Euclid does have a software package you can download located at The included readme.pdf file is dated July, 2004. In fact, none of the timestamps on any of the files in the download package are later than 2004. The information page says something about providing source code but it is not in this download package. The package contains a standalone application and a number of support DLLs and ActiveX plugins. The app, according to the documentation, is some kind of testbench for the algorithm.

All I can tell you about the application itself is that it doesn’t work. You need to register the .ax plugins with a provided batch file. This results in:

Euclid Error

The standalone app crashes without the 2 ActiveX support files. I guess they just couldn’t make Windows installation simpler, even in this day and age. My theory is that their phalanx of IP lawyers has advised them that providing a simple, useful end-user experience would infringe on hundreds of patents.

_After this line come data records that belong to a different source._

//! Tree-shaping pass (C5): turn a sorted sibling list into a complete,
//! left-filled binary search tree layout.
//!
//! Direct port of `make_tree` in `original_source/Automaton/Automaton.h`.
//! Given a sorted-by-attr slice of length `n`, it produces a permutation
//! such that reading the output in array order and interpreting position
//! `i`'s children as `2*i+1` and `2*i+2` yields a complete binary search
//! tree: every level is full except possibly the last, which is filled
//! from the left.

use crate::transition::Trans;

/// Reorder `items` (sorted by `attr`) into complete-binary-search-tree
/// array order. `items.len()` must match the eventual sibling count.
pub(crate) fn shape_tree(items: &[Trans]) -> Vec<Trans> {
    let mut out = vec![Trans::zero(); items.len()];
    if !items.is_empty() {
        let full = largest_full(items.len());
        place(items, &mut out, 0, full);
    }
    out
}

/// Largest `2^h - 1` with `2*full + 1 < size`, i.e. the node count of the
/// deepest fully-packed level below the root, exactly as `make_tree`
/// computes it once at the top call before halving it on each recursion.
fn largest_full(size: usize) -> usize {
    let mut full = 0usize;
    while 2 * full + 1 < size {
        full = 2 * full + 1;
    }
    full
}

/// Recursively place `items` into `out` at heap index `pos`, writing
/// children (if any) at `2*pos+1`/`2*pos+2`.
///
/// `full` is carried down from the single top-level [`largest_full`] call,
/// halved at each recursion, exactly as `make_tree` threads it through its
/// own recursive calls — it is *not* recomputed from each subtree's local
/// size. Recomputing it locally (as if every subtree were itself a
/// fresh top-level call) silently produces a different, inconsistent split
/// for any sibling count outside `{1, 3, 7, 15, ...}`, which broke the
/// heap-position addressing below (an out-of-bounds write) for states
/// with e.g. 2 or 6 children.
fn place(items: &[Trans], out: &mut [Trans], pos: usize, full: usize) {
    let n = items.len();
    let rest = n - full;
    let half = (full + 1) / 2;
    let sel = if rest > half { full / 2 + half } else { full / 2 + rest };

    out[pos] = items[sel];

    if sel > 0 {
        place(&items[..sel], out, 2 * pos + 1, full / 2);
    }
    if sel + 1 < n {
        place(&items[sel + 1..], out, 2 * pos + 2, full / 2);
    }
}

#[cfg(test)]
mod tests {
    use super::*;
    use crate::layout::Layout as _;
    use crate::layout::Tree as TreeLayout;

    fn mk(attrs: &[u8]) -> Vec<Trans> {
        attrs.iter().map(|&a| Trans { attr: a, term: false, dest: 0 }).collect()
    }

    /// The tree-shaped array is only useful if in-order traversal (as the
    /// reader actually performs it, via `Layout::Tree`) recovers the
    /// original sorted order. This is the property that matters, and it
    /// catches any heap-addressing bug regardless of exact node placement.
    fn assert_in_order_matches(attrs: &[u8]) {
        let items = mk(attrs);
        let words = TreeLayout::encode_state(&items);
        let recovered: Vec<u8> = TreeLayout::children_sorted(&words, 0).iter().map(|t| t.attr).collect();
        assert_eq!(recovered, attrs);
    }

    #[test]
    fn single_item() {
        let items = mk(&[5]);
        let shaped = shape_tree(&items);
        assert_eq!(shaped[0].attr, 5);
    }

    #[test]
    fn three_items_balanced() {
        let items = mk(&[1, 2, 3]);
        let shaped = shape_tree(&items);
        // root must be the median so both children are leaves
        assert_eq!(shaped[0].attr, 2);
        assert_eq!(shaped[1].attr, 1);
        assert_eq!(shaped[2].attr, 3);
    }

    #[test]
    fn seven_items_perfect() {
        let items = mk(&[1, 2, 3, 4, 5, 6, 7]);
        let shaped = shape_tree(&items);
        assert_eq!(shaped[0].attr, 4);
        assert_eq!(shaped[1].attr, 2);
        assert_eq!(shaped[2].attr, 6);
        assert_eq!(shaped[3].attr, 1);
        assert_eq!(shaped[4].attr, 3);
        assert_eq!(shaped[5].attr, 5);
        assert_eq!(shaped[6].attr, 7);
    }

    #[test]
    fn two_items_does_not_panic_and_in_order_is_sorted() {
        assert_in_order_matches(&[b'm', b'z']);
    }

    #[test]
    fn four_items_does_not_panic_and_in_order_is_sorted() {
        assert_in_order_matches(&[1, 2, 3, 4]);
    }

    #[test]
    fn five_items_does_not_panic_and_in_order_is_sorted() {
        assert_in_order_matches(&[1, 2, 3, 4, 5]);
    }

    #[test]
    fn six_items_does_not_panic_and_in_order_is_sorted() {
        assert_in_order_matches(&[10, 20, 30, 40, 50, 60]);
    }

    #[test]
    fn odd_sizes_up_to_thirty_round_trip_in_order() {
        for n in 1..=30u8 {
            let attrs: Vec<u8> = (0..n).collect();
            assert_in_order_matches(&attrs);
        }
    }

    #[test]
    fn preserves_all_elements() {
        let items = mk(&[10, 20, 30, 40, 50, 60]);
        let mut shaped: Vec<u8> = shape_tree(&items).iter().map(|t| t.attr).collect();
        shaped.sort_unstable();
        assert_eq!(shaped, vec![10, 20, 30, 40, 50, 60]);
    }
}
//! Error taxonomy (C10) unifying every fatal condition the core can raise.

use crate::config::LayoutTag;

/// Every fatal condition the automaton core can raise.
///
/// Query operations never produce an error: a missing string is simply
/// reported as `false` by [`crate::Automaton::contains`]. Everything else —
/// building, saving, loading — is fallible and funnels through this enum.
#[derive(Debug, thiserror::Error)]
pub enum AutomatonError {
    /// The backing stream failed.
    #[error("I/O error: {0}")]
    Io(#[from] std::io::Error),

    /// A lexicon line was lexicographically smaller than the previous one.
    #[error("lexicon line {line} is out of sorted order")]
    Unsorted {
        /// 1-based index of the offending line.
        line: u64,
    },

    /// A lexicon line exceeded `max_str_len`.
    #[error("lexicon line {line} exceeds the maximum length of {max} bytes")]
    TooLong {
        /// 1-based index of the offending line.
        line: u64,
        /// The configured maximum.
        max: usize,
    },

    /// The arena grew past the address space its layout's `dest` field can
    /// encode.
    #[error("automaton grew too large for its {layout:?} layout (limit: {limit} words)")]
    TooLarge {
        /// Which layout was being built.
        layout: LayoutTag,
        /// The capacity that was exceeded.
        limit: usize,
    },

    /// A loaded automaton file failed the structural sanity checks of §4.6.
    #[error("corrupt automaton file: {reason}")]
    Corrupt {
        /// Human-readable description of what was wrong.
        reason: String,
    },

    /// The register could not allocate another bucket chain entry.
    #[error("register ran out of memory while interning a state")]
    OutOfMemory,
}
//! Enumeration (C8): list every lexicon string the automaton accepts, in
//! lexicographic order.
//!
//! The recursive form is a direct port of `list_strings` in
//! `original_source/Automaton/Automaton.h`: descend depth-first, extending
//! a shared path buffer and reporting a string whenever an arc's `term` bit
//! is set. The iterator form has no analog in the original (which is
//! directly recursive); it keeps an explicit frame stack instead, in the
//! spirit of the teacher's `IterTransitionsMut` — a hand-rolled, stateful
//! iterator that walks automaton structure one step at a time rather than
//! borrowing a callback.

use crate::automaton::Automaton;
use crate::layout::Layout;
use crate::transition::Trans;

/// Recursively collect every string in `automaton`'s lexicon, in ascending
/// lexicographic order.
pub fn enumerate_recursive<L: Layout>(automaton: &Automaton<L>) -> Vec<Vec<u8>> {
    let mut out = Vec::new();
    if automaton.accepts_empty() {
        out.push(Vec::new());
    }
    let mut path = Vec::new();
    visit(automaton, automaton.start_state() as usize, &mut path, &mut out);
    out
}

fn visit<L: Layout>(automaton: &Automaton<L>, addr: usize, path: &mut Vec<u8>, out: &mut Vec<Vec<u8>>) {
    for t in automaton.children_at(addr) {
        path.push(t.attr);
        if t.term {
            out.push(path.clone());
        }
        if t.dest != 0 {
            visit(automaton, t.dest as usize, path, out);
        }
        path.pop();
    }
}

struct Frame {
    children: Vec<Trans>,
    idx: usize,
}

/// A suspendable, explicit-stack equivalent of [`enumerate_recursive`].
///
/// Each call to `next()` advances exactly as far as it needs to to produce
/// one more string, instead of materializing the whole lexicon up front —
/// useful for large automatons where the caller may stop early.
pub struct EnumIter<'a, L: Layout> {
    automaton: &'a Automaton<L>,
    stack: Vec<Frame>,
    path: Vec<u8>,
    emitted_empty: bool,
}

impl<'a, L: Layout> EnumIter<'a, L> {
    pub fn new(automaton: &'a Automaton<L>) -> Self {
        let root = Frame { children: automaton.children_at(automaton.start_state() as usize), idx: 0 };
        EnumIter { automaton, stack: vec![root], path: Vec::new(), emitted_empty: false }
    }
}

impl<'a, L: Layout> Iterator for EnumIter<'a, L> {
    type Item = Vec<u8>;

    fn next(&mut self) -> Option<Vec<u8>> {
        if !self.emitted_empty {
            self.emitted_empty = true;
            if self.automaton.accepts_empty() {
                return Some(Vec::new());
            }
        }

        loop {
            let frame = self.stack.last_mut()?;
            if frame.idx >= frame.children.len() {
                self.stack.pop();
                self.path.pop();
                continue;
            }

            let t = frame.children[frame.idx];
            frame.idx += 1;
            self.path.push(t.attr);

            if t.dest != 0 {
                // A child frame now owns popping this path byte, once its
                // own children are exhausted.
                let children = self.automaton.children_at(t.dest as usize);
                self.stack.push(Frame { children, idx: 0 });
                if t.term {
                    return Some(self.path.clone());
                }
            } else {
                // Dead end: no frame will ever pop this byte for us.
                if t.term {
                    let result = self.path.clone();
                    self.path.pop();
                    return Some(result);
                }
                self.path.pop();
            }
        }
    }
}
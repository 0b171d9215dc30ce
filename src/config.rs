//! Configuration surface (C13): capacities and layout selection.
//!
//! Mirrors the teacher's `Automaton::new(print_statistics, max_str_len,
//! max_chars, ht_size, ...)` default-argument constructor, turned into a
//! proper config struct per `SPEC_FULL.md` §3.1.

/// Which on-disk transition encoding an automaton uses.
///
/// Tree and list files are not interchangeable (§6); this tag is how a
/// caller tells the library which one it is dealing with at runtime (e.g.
/// from a CLI flag or filename suffix), before it dispatches into the
/// corresponding statically-typed [`crate::layout::List`] /
/// [`crate::layout::Tree`] code path.
#[derive(Debug, Clone, Copy, PartialEq, Eq, Hash)]
pub enum LayoutTag {
    /// Linear sibling list terminated by a `last` flag.
    List,
    /// Complete binary search tree over sibling symbols.
    Tree,
}

impl LayoutTag {
    /// The default maximum arena size (in words) for this layout, sized to
    /// exactly fill its `dest` field's address space.
    pub fn default_max_arena_size(self) -> usize {
        match self {
            LayoutTag::List => 1 << 22,
            LayoutTag::Tree => 1 << 21,
        }
    }
}

impl std::str::FromStr for LayoutTag {
    type Err = String;

    fn from_str(s: &str) -> Result<Self, Self::Err> {
        match s {
            "list" => Ok(LayoutTag::List),
            "tree" => Ok(LayoutTag::Tree),
            other => Err(format!("unknown layout {other:?}, expected \"list\" or \"tree\"")),
        }
    }
}

/// Default maximal lexicon string length, matching `MAX_STR_LEN` in the
/// original source.
pub const DEFAULT_MAX_STR_LEN: usize = 300;

/// Default alphabet size. Informational only: symbols are always `u8`.
pub const DEFAULT_MAX_CHARS: usize = 256;

/// Default register (hash table) bucket count.
pub const DEFAULT_HASH_TABLE_SIZE: usize = 1 << 20;

/// Capacities and knobs shared by the builder and the CLI.
#[derive(Debug, Clone)]
pub struct AutomatonConfig {
    /// Whether to emit progress/summary diagnostics while building (C11).
    pub print_statistics: bool,
    /// Maximum accepted lexicon line length, in bytes.
    pub max_str_len: usize,
    /// Informational alphabet size; symbols are always one byte.
    pub max_chars: usize,
    /// Number of buckets in the state-hash register.
    pub hash_table_size: usize,
    /// Maximum arena size, in 32-bit words, including the reserved
    /// pseudo-state slot. Defaults to the chosen layout's `dest`-width
    /// ceiling; raising it above that ceiling is a caller error, since no
    /// encoding could ever address such a slot.
    pub max_arena_size: usize,
}

impl AutomatonConfig {
    /// Defaults appropriate for `layout`, matching the constants in
    /// `original_source/Automaton/Automaton.h`.
    pub fn for_layout(layout: LayoutTag) -> Self {
        AutomatonConfig {
            print_statistics: true,
            max_str_len: DEFAULT_MAX_STR_LEN,
            max_chars: DEFAULT_MAX_CHARS,
            hash_table_size: DEFAULT_HASH_TABLE_SIZE,
            max_arena_size: layout.default_max_arena_size(),
        }
    }
}
//! Persistence (C6): flat on-disk representation and both load paths.
//!
//! Grounded on `save_automat`/`read_automat` in
//! `original_source/Automaton/Automaton.h`: the file is exactly the arena's
//! word array, pseudo-state included, with no header. `Backing::Mapped`
//! reinterprets a `memmap2::Mmap` in place rather than copying it into a
//! `Vec<u32>`, matching the original's `mmap`-backed read path and the
//! crate's use of `memmap2` elsewhere for "map a flat binary blob and read
//! words out of it" (see `bytecodealliance-wasmtime`'s `cranelift/jit`,
//! which maps its compiled code the same way).
//!
//! Words are written and read native-endian. This makes the mmap path a
//! true zero-copy reinterpretation of the bytes on disk, at the cost of
//! portability: a file written on a big-endian host is not readable on a
//! little-endian one. That tradeoff is inherent to any zero-copy binary
//! format and is accepted here rather than worked around.

use std::fs::File;
use std::io::{BufWriter, Read, Write};
use std::path::Path;

use memmap2::Mmap;

use crate::automaton::Automaton;
use crate::builder::decode_pseudo_word;
use crate::error::AutomatonError;
use crate::layout::Layout;

/// Where an [`Automaton`]'s words actually live.
pub(crate) enum Backing {
    Owned(Vec<u32>),
    Mapped(Mmap),
}

impl Backing {
    pub fn words(&self) -> &[u32] {
        match self {
            Backing::Owned(words) => words,
            Backing::Mapped(mmap) => bytes_as_words(mmap).expect("validated at load time"),
        }
    }
}

fn bytes_as_words(bytes: &[u8]) -> Result<&[u32], AutomatonError> {
    if bytes.len() % 4 != 0 {
        return Err(AutomatonError::Corrupt {
            reason: format!("file length {} is not a multiple of 4", bytes.len()),
        });
    }
    if (bytes.as_ptr() as usize) % std::mem::align_of::<u32>() != 0 {
        return Err(AutomatonError::Corrupt {
            reason: "memory map is not u32-aligned".to_string(),
        });
    }
    // SAFETY: length is a multiple of 4 and the start address is aligned
    // to 4 bytes, both checked above; `u32` has no invalid bit patterns,
    // so any 4-byte group is a valid `u32`.
    Ok(unsafe { std::slice::from_raw_parts(bytes.as_ptr().cast::<u32>(), bytes.len() / 4) })
}

fn validate(words: &[u32]) -> Result<(), AutomatonError> {
    if words.len() < 2 {
        return Err(AutomatonError::Corrupt {
            reason: format!("file has {} word(s), fewer than the required minimum of 2", words.len()),
        });
    }
    let start = decode_pseudo_word(words[0]).0 as usize;
    if start >= words.len() {
        return Err(AutomatonError::Corrupt {
            reason: format!("start address {start} is outside the arena (size {})", words.len()),
        });
    }
    Ok(())
}

/// Write `automaton`'s arena to `path` as a flat array of native-endian
/// `u32` words.
pub fn save<L: Layout>(automaton: &Automaton<L>, path: impl AsRef<Path>) -> Result<(), AutomatonError> {
    let file = File::create(path)?;
    let mut out = BufWriter::new(file);
    for &word in automaton.backing.words() {
        out.write_all(&word.to_ne_bytes())?;
    }
    out.flush()?;
    Ok(())
}

/// Load an automaton by reading the whole file into memory.
pub fn load<L: Layout>(path: impl AsRef<Path>) -> Result<Automaton<L>, AutomatonError> {
    let mut file = File::open(path)?;
    let mut bytes = Vec::new();
    file.read_to_end(&mut bytes)?;
    if bytes.len() % 4 != 0 {
        return Err(AutomatonError::Corrupt {
            reason: format!("file length {} is not a multiple of 4", bytes.len()),
        });
    }
    let words: Vec<u32> = bytes
        .chunks_exact(4)
        .map(|c| u32::from_ne_bytes([c[0], c[1], c[2], c[3]]))
        .collect();
    validate(&words)?;
    Ok(Automaton::from_backing(Backing::Owned(words)))
}

/// Load an automaton by memory-mapping `path`, avoiding a copy of its
/// contents into owned memory.
///
/// # Safety
/// This inherits `memmap2::Mmap::map`'s caveat: the file must not be
/// truncated or mutated by another process while the mapping is alive, or
/// behavior is undefined.
pub unsafe fn load_mmap<L: Layout>(path: impl AsRef<Path>) -> Result<Automaton<L>, AutomatonError> {
    let file = File::open(path)?;
    let mmap = Mmap::map(&file)?;
    let words = bytes_as_words(&mmap)?;
    validate(words)?;
    Ok(Automaton::from_backing(Backing::Mapped(mmap)))
}

#[cfg(test)]
mod tests {
    use super::*;
    use crate::builder::Builder;
    use crate::config::{AutomatonConfig, LayoutTag};
    use crate::layout::{List, Tree};

    #[test]
    fn save_and_load_round_trips_list() {
        let mut b: Builder<List> = Builder::new(AutomatonConfig::for_layout(LayoutTag::List));
        for w in ["ab", "abc", "b"] {
            b.insert(w.as_bytes()).unwrap();
        }
        let automaton = b.finish().unwrap();

        let dir = tempfile::tempdir().unwrap();
        let path = dir.path().join("lexicon.list");
        save(&automaton, &path).unwrap();

        let loaded: Automaton<List> = load(&path).unwrap();
        assert!(loaded.contains(b"ab"));
        assert!(loaded.contains(b"abc"));
        assert!(loaded.contains(b"b"));
        assert!(!loaded.contains(b"a"));
    }

    #[test]
    fn save_and_mmap_load_round_trips_tree() {
        let mut b: Builder<Tree> = Builder::new(AutomatonConfig::for_layout(LayoutTag::Tree));
        for w in ["mango", "map", "maple", "zebra"] {
            b.insert(w.as_bytes()).unwrap();
        }
        let automaton = b.finish().unwrap();

        let dir = tempfile::tempdir().unwrap();
        let path = dir.path().join("lexicon.tree");
        save(&automaton, &path).unwrap();

        let loaded: Automaton<Tree> = unsafe { load_mmap(&path).unwrap() };
        assert!(loaded.contains(b"mango"));
        assert!(loaded.contains(b"map"));
        assert!(loaded.contains(b"maple"));
        assert!(loaded.contains(b"zebra"));
        assert!(!loaded.contains(b"ma"));
    }

    #[test]
    fn truncated_file_is_reported_as_corrupt() {
        let dir = tempfile::tempdir().unwrap();
        let path = dir.path().join("bad.bin");
        std::fs::write(&path, [1u8, 2, 3]).unwrap();
        let err = load::<List>(&path).unwrap_err();
        assert!(matches!(err, AutomatonError::Corrupt { .. }));
    }
}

Euclid claims that this codec can perform up to 460% better than MPEG-4 and 600% better than MPEG-2. This may be a good opportunity to re-read “The 6 Steps to Claiming Bogously High Compression Ratios”, part of the MPEG-2 FAQ:

I have started the requisite Wiki page on the subject. Not much to report yet.

3 thoughts on “Moving Objects Video Codec

  1. snacky

    This is just another H.264 encoder with misleading hype.

    The “revolutionary” part is decimation, cropping, downscaling the image size.

    Try running ‘strings’ on the binary. Looks just like JM.

  2. Vladimir

    You’ll need to start Euclid studio in Windows x64 in order for program to work.
    Dont need no .ax plugins to be registered.